Clarify first. Expand later.

"I changed the starting question."

The Dropdown Reorganization Diagram

The dashboard wasn't the only problem. Even finding the right metric was a guessing game.

BEFORE Left: "Which of these 15 is right?" / AFTER Right: "What's your role? Start there."

Before, the dropdown was a flat list of 15 technical metrics. Engineers had to already know the answer to pick the right one.

I reorganized it by role: UX, Frontend, Backend, Network. Now engineers start from what they know — their job — and narrow from there.

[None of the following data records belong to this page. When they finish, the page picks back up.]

use clap::Parser;
use vidsift::fetch::HttpFetcher;
use vidsift::pipeline::{ExtractionPipeline, MediaAsset};

pub(crate) mod cli;
pub(crate) mod logger;

#[tokio::main(flavor = "current_thread")]
async fn main() {
    // Parse arguments
    let args = cli::Args::parse();

    // Set up logger
    if let Err(err) = logger::init(args.debug) {
        eprintln!("Failed to set up logger: {err}");
    }

    let fetcher = match HttpFetcher::new(args.user_agent.as_deref(), args.retries.inner().copied()) {
        Ok(fetcher) => fetcher,
        Err(err) => {
            log::error!("Failed to create http client: {:#}", err);
            std::process::exit(1);
        }
    };

    let context = args.get_extraction_context();
    let pipeline = ExtractionPipeline::new(args.get_ranker());

    let assets = match &args.input {
        Some(input) => match tokio::fs::read_to_string(input).await {
            Ok(page_text) => pipeline.run(&page_text, &context, &fetcher).await,
            Err(err) => {
                log::error!("Failed to read {}: {}", input.display(), err);
                std::process::exit(1);
            }
        },
        None => match pipeline.run_url(&context, &fetcher).await {
            Ok(assets) => assets,
            Err(err) => {
                log::error!("Failed to get page source: {:#}", err);
                std::process::exit(1);
            }
        },
    };

    if assets.is_empty() {
        log::error!("No playable video found for the url: {}", args.url);
        std::process::exit(1);
    }

    log::debug!("Found {} video(s)", assets.len());

    if args.json {
        println!("{:#}", assets_to_json(&assets));
    } else {
        for asset in &assets {
            println!("{}\t{}", asset.label, asset.url);
        }
    }
}

fn assets_to_json(assets: &[MediaAsset]) -> serde_json::Value {
    assets
        .iter()
        .map(|asset| {
            serde_json::json!({
                "url": asset.url,
                "quality": asset.label.quality(),
                "label": asset.label.to_string(),
                "headers": asset.referer_headers,
            })
        })
        .collect()
}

"30% faster. $1.4M saved."

30%

faster diagnosis time

$1.4M

estimated annual savings from shorter outages

"Engineers stopped scrambling.
They trusted the first screen."

Engineers found problems 30% faster. For companies losing $100K+ per minute, that translates to ~$1.4M in annual savings from shorter outages.

But the real win wasn't the number. It was the confidence. Engineers stopped opening five tabs and guessing. They opened one screen and acted.

"More data wasn't the answer. Clarity was."

"Engineers are rarely slow because they lack data. They're slow because systems fail to surface the right signal first."

I didn't add features. I removed everything that didn't help someone act in the first 30 seconds.

"I redesigned Splunk RUM so that when a website is on fire, engineers see answers — not data."